Oddly, choosing a color for a company’s brand is often the most agonizing, drawn-out and expensive marketing project a company undertakes. The reason is simple: when it comes to color, everybody has a strong opinion, and those opinions usualy stand in the way in doing what’s best for your brand. Don’t let them.
Here are a few hints to keep the wheels greased so you can pick a color and move on.
1. Pick the color that sets you apart – The company president mentioned earlier was right in staying away from his competitor’s colors. Hertz is yellow; Avis is red. FedEx is purple and orange; UPS is brown and yellow. Ford is blue; GM is, well, blue (yet another way the automotive industry went wrong). This is far and away the most important criteria for choosing a color, so don’t get swayed by color studies and other subjective criteria when there’s a color in your industry that nobody owns. Seriously consider it if it’s not something entirely out of place (see hint #3).
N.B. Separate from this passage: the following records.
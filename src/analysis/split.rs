//! Seeded train/test partition

use crate::error::{PipelineError, Result};
use crate::random::RandomSource;
use serde::{Deserialize, Serialize};

/// Row indices of the training and test subsets
#[derive(Debug, Clone, PartialEq, Serialize, Deserialize)]
pub struct TrainTestSplit {
    pub train_indices: Vec<usize>,
    pub test_indices: Vec<usize>,
}

impl TrainTestSplit {
    pub fn n_train(&self) -> usize {
        self.train_indices.len()
    }

    pub fn n_test(&self) -> usize {
        self.test_indices.len()
    }
}

/// Number of test rows for `n_samples` rows: `ceil(n * test_fraction)`,
/// kept within `1..n`
pub fn test_size(n_samples: usize, test_fraction: f64) -> usize {
    let n_test = (n_samples as f64 * test_fraction).ceil() as usize;
    n_test.clamp(1, n_samples.saturating_sub(1).max(1))
}

/// Shuffle `0..n_samples` and hold out the first `test_size` indices
///
/// The same source state, row count and fraction always give the same split.
/// Fewer than two rows cannot be split: every row trains and the test set
/// is empty.
pub fn train_test_split<R: RandomSource + ?Sized>(
    n_samples: usize,
    test_fraction: f64,
    rng: &mut R,
) -> Result<TrainTestSplit> {
    if !(test_fraction > 0.0 && test_fraction < 1.0) {
        return Err(PipelineError::InvalidParameter {
            name: "test_fraction".to_string(),
            value: test_fraction.to_string(),
            reason: "must lie strictly between 0 and 1".to_string(),
        });
    }
    if n_samples < 2 {
        return Ok(TrainTestSplit {
            train_indices: (0..n_samples).collect(),
            test_indices: Vec::new(),
        });
    }

    let mut indices: Vec<usize> = (0..n_samples).collect();
    rng.shuffle(&mut indices);

    let n_test = test_size(n_samples, test_fraction);
    let train_indices = indices.split_off(n_test);

    Ok(TrainTestSplit {
        train_indices,
        test_indices: indices,
    })
}
#[cfg(test)]
mod tests {
    use super::*;

    fn rows() -> Vec<AnalyzedObservation> {
        (0..4)
            .rev()
            .map(|i| {
                let rd = 3.0 + i as f64;
                let equipment = 5.0;
                let profit = 1.5 * rd + 0.5 * equipment + 1.0;
                AnalyzedObservation {
                    year: 2015 + i,
                    rd_investment: rd,
                    equipment_investment: equipment,
                    industry_profit: profit,
                    innovation_focus: rd / (rd + equipment),
                    predicted_profit: profit - 0.1,
                    regression_residual: 0.1,
                    cluster: 1,
                }
            })
            .collect()
    }

    #[test]
    fn test_four_charts_in_year_order() {
        let dashboard = Dashboard::from_rows(&rows(), PredictionSource::Persisted);
        assert_eq!(dashboard.charts.len(), 4);
        assert_eq!(dashboard.period, Some(YearRange { first: 2015, last: 2018 }));

        let trend = dashboard.chart("investment_trend").unwrap();
        let years: Vec<f64> = trend.series[0].points.iter().map(|p| p.x).collect();
        assert_eq!(years, vec![2015.0, 2016.0, 2017.0, 2018.0]);

        let focus = dashboard.chart("innovation_focus").unwrap();
        assert_eq!(focus.y_format, AxisFormat::Percent);
        assert_eq!(dashboard.focus_by_year()[0], (2015, 0.375));
    }

    #[test]
    fn test_scatter_has_trendline_and_labels() {
        let dashboard = Dashboard::from_rows(&rows(), PredictionSource::Persisted);
        let scatter = dashboard.chart("focus_vs_profit").unwrap();
        let trend = scatter.trendline.as_ref().unwrap();

        assert!(trend.slope > 0.0);
        assert!(trend.start.x < trend.end.x);
        assert_eq!(scatter.series[0].points[0].label.as_deref(), Some("2015"));
        assert_eq!(scatter.series[0].points[0].size, Some(3.0));
    }

    #[test]
    fn test_predicted_series_dashed() {
        let dashboard = Dashboard::from_rows(&rows(), PredictionSource::Persisted);
        let chart = dashboard.chart("actual_vs_predicted").unwrap();
        assert_eq!(chart.series.len(), 2);
        assert_eq!(chart.series[1].style, LineStyle::Dashed);
        assert_eq!(chart.series[0].source, None);
        assert_eq!(chart.series[1].source, Some(PredictionSource::Persisted));
    }

    #[test]
    fn test_prediction_source_serialized_on_predicted_series_only() {
        let dashboard = Dashboard::from_rows(&rows(), PredictionSource::Residuals);
        let value = serde_json::to_value(dashboard.chart("actual_vs_predicted").unwrap()).unwrap();

        assert!(value["series"][0].get("source").is_none());
        assert_eq!(value["series"][1]["source"], "residuals");
    }

    #[test]
    fn test_findings() {
        let dashboard = Dashboard::from_rows(&rows(), PredictionSource::Persisted);
        let topics: Vec<&str> = dashboard.findings.iter().map(|f| f.topic.as_str()).collect();
        assert_eq!(topics, vec!["trend", "innovation_focus", "relationship", "forecast"]);
        assert!(dashboard.findings[2].text.contains("strong positive"));
        assert!(dashboard.findings[3].text.contains("2018"));
    }

    #[test]
    fn test_empty_rows() {
        let dashboard = Dashboard::from_rows(&[], PredictionSource::Residuals);
        assert_eq!(dashboard.period, None);
        assert_eq!(dashboard.findings.len(), 1);
        assert!(dashboard.chart("focus_vs_profit").unwrap().trendline.is_none());
    }

    #[test]
    fn test_trendline_requires_spread() {
        assert!(Trendline::fit(&[0.5, 0.5, 0.5], &[1.0, 2.0, 3.0]).is_none());
        let line = Trendline::fit(&[0.0, 1.0, 2.0], &[1.0, 3.0, 5.0]).unwrap();
        assert!((line.slope - 2.0).abs() < 1e-9);
        assert!((line.intercept - 1.0).abs() < 1e-9);
        assert!((line.r_squared.unwrap() - 1.0).abs() < 1e-9);
    }
}
//! Utility functions and types

pub mod data_loader;

pub use data_loader::{DataLoader, DataSaver};

/// Round to a fixed number of decimal places
pub fn round_to(value: f64, decimals: i32) -> f64 {
    let factor = 10f64.powi(decimals);
    (value * factor).round() / factor
}

#[cfg(test)]
mod tests {
    use super::*;

    #[test]
    fn test_round_to() {
        assert_eq!(round_to(7.123456789, 5), 7.12346);
        assert_eq!(round_to(-0.00004, 4), -0.0);
        assert_eq!(round_to(2.5, 0), 3.0);
    }
}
2. Stick with one main color and one accent color – Kaleidoscopes and tie-died shirts are great to look at when you’re stoned, but otherwise a rainbow of colors only muddles, confuses and says you weren’t bold enough to settle on one color. Make a statement … pick one color and stick with it. (And for those who say that Google has a rainbow and it has worked for them, well, the exception proves the rule.)
3. Avoid the obvious misfits – Pink is probably not right for a bank. Brown might not work for a party supply store. There are some colors that obviously won’t fit your industry, so stay away from them (unless you want to roll the dice and do something adventurous and extraordinary and potentially brilliant).
3. Pick a color you can live with – Your favorite color may not be practical or available (based on what other companies already own). And you certainly don’t want to stare at a color you hate on your business card. Find what’s best for your company and move on.